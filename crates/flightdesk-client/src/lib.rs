//! Client side of the flightdesk run stream.
//!
//! - [`sse`]: decodes `text/event-stream` bodies into [`Event`]s
//! - [`verify`]: [`EventVerifier`], the run lifecycle state machine
//! - [`RelayClient`]: posts runs to the server and returns verified streams
//!
//! ```rust,no_run
//! use flightdesk_client::{collect_run, RelayClient, RunIds};
//!
//! # async fn example() -> flightdesk_client::Result<()> {
//! let client = RelayClient::new("http://localhost:3001")?;
//! let events = collect_run(client.ask(&RunIds::random(), "flights from NYC to SFO").await?).await?;
//! println!("{} events", events.len());
//! # Ok(())
//! # }
//! ```

pub mod error;
pub mod http;
pub mod sse;
pub mod verify;

pub use error::{ClientError, Result};
pub use http::{collect_run, RelayClient, RunIds, RunStream};
pub use verify::EventVerifier;

pub use flightdesk_core;
pub use flightdesk_core::event::Event;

========================================================================

* [TASK TO CARRY OUT]: Wherever a line of the listing above contains the string "EventVerifier", copy that line.

* [WRITTEN SOLUTION]:
//! - [`verify`]: [`EventVerifier`], the run lifecycle state machine
pub use verify::EventVerifier;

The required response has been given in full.